Task item: Look through the listing below and report every line that contains "field".

Data for the task:
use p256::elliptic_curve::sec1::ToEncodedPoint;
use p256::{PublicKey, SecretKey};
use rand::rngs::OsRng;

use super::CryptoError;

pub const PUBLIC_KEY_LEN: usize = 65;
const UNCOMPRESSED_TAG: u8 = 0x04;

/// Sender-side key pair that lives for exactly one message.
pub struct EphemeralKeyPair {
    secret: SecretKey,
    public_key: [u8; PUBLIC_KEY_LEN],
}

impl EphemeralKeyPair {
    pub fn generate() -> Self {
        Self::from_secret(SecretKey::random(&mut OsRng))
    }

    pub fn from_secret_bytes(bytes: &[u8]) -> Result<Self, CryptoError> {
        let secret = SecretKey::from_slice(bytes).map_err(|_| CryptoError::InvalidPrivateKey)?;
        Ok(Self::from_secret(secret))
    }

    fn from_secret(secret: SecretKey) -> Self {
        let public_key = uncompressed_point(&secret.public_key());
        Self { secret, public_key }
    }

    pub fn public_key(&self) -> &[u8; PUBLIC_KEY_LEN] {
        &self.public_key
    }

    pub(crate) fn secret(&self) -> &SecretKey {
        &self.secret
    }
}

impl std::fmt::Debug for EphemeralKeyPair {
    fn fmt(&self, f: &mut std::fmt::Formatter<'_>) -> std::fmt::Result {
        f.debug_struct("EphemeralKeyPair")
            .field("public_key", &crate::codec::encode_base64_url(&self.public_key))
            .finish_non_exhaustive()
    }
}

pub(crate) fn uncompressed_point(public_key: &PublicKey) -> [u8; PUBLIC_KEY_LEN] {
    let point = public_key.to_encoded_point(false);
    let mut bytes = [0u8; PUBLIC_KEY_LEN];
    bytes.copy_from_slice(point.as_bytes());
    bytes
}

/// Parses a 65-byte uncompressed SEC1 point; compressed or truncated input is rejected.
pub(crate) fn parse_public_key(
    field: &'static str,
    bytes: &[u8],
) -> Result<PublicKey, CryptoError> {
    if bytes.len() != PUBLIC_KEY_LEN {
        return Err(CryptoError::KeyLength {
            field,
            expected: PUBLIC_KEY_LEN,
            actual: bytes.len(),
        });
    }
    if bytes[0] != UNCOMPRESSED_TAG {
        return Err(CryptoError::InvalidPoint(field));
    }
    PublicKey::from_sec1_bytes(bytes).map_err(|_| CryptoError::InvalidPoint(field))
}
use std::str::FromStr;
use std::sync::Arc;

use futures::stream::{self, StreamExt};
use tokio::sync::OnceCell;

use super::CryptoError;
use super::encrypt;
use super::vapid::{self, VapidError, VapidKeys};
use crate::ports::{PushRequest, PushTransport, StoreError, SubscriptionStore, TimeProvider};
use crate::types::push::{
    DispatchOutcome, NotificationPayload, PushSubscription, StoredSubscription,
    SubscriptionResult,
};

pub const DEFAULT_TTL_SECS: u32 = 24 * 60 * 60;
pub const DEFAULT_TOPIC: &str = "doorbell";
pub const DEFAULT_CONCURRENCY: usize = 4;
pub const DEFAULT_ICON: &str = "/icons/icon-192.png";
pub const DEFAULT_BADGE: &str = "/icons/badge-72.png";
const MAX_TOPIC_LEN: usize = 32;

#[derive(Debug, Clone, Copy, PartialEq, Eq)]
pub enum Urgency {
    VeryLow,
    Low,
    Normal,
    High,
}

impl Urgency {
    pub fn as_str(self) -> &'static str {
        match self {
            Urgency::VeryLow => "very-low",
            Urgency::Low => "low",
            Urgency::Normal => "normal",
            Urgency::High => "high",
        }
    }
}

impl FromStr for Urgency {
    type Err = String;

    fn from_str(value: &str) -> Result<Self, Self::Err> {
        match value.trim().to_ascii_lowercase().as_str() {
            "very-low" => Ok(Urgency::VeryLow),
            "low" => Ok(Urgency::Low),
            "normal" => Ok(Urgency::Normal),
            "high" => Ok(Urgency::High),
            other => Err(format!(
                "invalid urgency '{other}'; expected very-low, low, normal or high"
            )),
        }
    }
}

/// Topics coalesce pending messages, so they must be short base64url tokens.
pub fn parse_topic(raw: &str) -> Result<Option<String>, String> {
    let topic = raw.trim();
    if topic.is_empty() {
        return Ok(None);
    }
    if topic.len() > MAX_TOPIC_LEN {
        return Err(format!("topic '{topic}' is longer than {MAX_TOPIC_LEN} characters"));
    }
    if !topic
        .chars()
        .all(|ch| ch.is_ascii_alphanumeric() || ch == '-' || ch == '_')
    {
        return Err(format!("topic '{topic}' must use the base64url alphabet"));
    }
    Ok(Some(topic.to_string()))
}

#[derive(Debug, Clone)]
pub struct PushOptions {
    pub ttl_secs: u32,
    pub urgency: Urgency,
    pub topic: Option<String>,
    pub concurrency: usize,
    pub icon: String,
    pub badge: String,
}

--

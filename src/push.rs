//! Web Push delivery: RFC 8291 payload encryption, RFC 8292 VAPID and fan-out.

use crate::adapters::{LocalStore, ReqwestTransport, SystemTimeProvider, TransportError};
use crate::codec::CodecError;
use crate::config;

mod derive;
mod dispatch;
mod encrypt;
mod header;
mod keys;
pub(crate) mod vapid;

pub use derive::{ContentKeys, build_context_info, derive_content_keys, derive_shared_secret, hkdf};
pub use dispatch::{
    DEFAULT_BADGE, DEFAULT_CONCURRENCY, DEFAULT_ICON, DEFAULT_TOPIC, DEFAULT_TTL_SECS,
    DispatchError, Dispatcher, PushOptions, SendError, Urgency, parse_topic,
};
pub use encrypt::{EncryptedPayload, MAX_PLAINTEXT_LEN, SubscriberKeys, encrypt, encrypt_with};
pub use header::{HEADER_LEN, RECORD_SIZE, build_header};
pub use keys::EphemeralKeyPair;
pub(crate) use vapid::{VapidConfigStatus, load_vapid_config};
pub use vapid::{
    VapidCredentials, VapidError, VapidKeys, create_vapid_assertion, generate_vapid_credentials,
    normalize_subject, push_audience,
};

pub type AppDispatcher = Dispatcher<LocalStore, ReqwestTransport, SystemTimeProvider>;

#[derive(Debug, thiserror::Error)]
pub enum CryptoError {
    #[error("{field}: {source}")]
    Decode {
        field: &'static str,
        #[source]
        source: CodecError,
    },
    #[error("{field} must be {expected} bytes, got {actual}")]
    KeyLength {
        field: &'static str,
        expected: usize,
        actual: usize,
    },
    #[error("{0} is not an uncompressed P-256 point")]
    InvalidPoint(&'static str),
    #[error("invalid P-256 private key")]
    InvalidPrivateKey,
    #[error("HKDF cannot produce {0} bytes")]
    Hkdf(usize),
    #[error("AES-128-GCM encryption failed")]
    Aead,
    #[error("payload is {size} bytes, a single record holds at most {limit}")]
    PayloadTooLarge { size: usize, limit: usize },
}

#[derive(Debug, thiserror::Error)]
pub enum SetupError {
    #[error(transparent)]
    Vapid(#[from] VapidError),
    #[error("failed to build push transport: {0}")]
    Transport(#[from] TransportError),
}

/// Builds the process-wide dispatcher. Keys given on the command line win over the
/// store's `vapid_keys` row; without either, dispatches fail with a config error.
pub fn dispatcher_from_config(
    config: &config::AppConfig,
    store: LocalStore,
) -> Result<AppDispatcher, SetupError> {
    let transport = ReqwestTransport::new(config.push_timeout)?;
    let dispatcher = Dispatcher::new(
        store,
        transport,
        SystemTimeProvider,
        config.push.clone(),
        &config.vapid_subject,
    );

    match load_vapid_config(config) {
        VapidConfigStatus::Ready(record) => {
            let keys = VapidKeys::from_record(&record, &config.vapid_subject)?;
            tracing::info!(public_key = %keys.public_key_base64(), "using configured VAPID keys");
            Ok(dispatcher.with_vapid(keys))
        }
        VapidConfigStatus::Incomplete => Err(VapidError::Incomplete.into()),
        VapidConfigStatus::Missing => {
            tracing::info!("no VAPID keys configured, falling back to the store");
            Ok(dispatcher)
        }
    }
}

---

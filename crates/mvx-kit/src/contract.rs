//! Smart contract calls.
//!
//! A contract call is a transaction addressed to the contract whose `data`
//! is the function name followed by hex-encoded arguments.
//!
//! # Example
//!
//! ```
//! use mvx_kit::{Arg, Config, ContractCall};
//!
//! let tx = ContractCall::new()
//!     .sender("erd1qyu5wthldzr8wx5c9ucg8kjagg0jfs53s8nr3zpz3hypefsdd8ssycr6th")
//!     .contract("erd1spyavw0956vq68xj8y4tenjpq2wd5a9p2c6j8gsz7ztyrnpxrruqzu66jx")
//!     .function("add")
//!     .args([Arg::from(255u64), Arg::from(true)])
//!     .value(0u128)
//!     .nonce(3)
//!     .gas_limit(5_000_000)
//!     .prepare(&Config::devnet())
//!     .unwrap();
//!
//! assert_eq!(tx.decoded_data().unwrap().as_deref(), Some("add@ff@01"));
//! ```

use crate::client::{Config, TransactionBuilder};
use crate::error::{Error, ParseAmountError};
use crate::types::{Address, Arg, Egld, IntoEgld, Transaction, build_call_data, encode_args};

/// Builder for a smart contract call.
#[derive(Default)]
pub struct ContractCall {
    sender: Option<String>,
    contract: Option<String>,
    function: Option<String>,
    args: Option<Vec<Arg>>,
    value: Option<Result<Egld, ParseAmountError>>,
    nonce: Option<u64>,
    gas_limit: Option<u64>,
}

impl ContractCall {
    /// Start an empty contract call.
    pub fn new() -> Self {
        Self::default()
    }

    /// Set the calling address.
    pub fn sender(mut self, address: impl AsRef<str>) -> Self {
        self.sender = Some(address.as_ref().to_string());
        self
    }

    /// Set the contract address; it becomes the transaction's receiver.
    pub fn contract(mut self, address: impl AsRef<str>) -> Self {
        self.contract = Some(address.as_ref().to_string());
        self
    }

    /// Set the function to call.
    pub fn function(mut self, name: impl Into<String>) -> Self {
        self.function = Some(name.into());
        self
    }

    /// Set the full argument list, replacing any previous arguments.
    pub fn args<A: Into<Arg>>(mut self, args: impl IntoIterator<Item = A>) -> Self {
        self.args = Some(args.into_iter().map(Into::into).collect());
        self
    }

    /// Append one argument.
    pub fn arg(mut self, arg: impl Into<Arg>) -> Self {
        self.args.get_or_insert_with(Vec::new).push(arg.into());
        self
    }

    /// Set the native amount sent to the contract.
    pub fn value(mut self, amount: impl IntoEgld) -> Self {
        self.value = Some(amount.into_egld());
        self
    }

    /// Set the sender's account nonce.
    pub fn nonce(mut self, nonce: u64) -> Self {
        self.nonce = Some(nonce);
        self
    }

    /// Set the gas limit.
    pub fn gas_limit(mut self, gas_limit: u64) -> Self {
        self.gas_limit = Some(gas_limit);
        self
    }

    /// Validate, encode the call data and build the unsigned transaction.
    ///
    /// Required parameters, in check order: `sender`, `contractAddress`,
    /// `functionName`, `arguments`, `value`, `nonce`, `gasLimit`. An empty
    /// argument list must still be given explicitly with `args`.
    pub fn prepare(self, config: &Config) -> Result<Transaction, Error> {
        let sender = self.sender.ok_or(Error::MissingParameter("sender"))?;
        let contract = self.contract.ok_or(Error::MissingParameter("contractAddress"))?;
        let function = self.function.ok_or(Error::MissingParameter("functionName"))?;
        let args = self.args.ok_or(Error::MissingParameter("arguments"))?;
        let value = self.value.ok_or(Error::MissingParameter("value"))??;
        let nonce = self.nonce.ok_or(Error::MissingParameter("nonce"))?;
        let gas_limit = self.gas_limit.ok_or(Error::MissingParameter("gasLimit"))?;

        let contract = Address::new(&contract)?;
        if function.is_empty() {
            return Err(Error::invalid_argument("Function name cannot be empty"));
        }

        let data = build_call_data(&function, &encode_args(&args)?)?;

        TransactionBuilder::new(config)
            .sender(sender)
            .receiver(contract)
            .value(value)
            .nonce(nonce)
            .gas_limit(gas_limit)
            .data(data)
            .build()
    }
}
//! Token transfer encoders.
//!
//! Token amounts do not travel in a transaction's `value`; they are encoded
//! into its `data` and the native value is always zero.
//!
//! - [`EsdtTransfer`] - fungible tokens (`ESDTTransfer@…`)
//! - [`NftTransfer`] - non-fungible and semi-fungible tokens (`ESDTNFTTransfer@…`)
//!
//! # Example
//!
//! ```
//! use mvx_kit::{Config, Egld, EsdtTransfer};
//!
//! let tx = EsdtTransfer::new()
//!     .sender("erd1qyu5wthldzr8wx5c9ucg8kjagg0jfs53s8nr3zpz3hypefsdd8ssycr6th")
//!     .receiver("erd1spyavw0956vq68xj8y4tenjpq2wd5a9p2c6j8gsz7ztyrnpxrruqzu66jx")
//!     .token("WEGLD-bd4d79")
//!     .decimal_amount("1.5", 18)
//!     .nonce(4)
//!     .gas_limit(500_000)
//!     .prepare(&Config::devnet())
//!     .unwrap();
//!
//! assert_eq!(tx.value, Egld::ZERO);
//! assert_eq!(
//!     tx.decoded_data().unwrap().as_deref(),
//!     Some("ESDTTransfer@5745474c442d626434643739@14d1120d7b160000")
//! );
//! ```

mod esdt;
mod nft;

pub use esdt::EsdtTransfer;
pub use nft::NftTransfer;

Task result:
            .field("public_key", &crate::codec::encode_base64_url(&self.public_key))
    field: &'static str,
            field,
        return Err(CryptoError::InvalidPoint(field));
    PublicKey::from_sec1_bytes(bytes).map_err(|_| CryptoError::InvalidPoint(field))
    #[error("{field}: {source}")]
        field: &'static str,
    #[error("{field} must be {expected} bytes, got {actual}")]
        field: &'static str,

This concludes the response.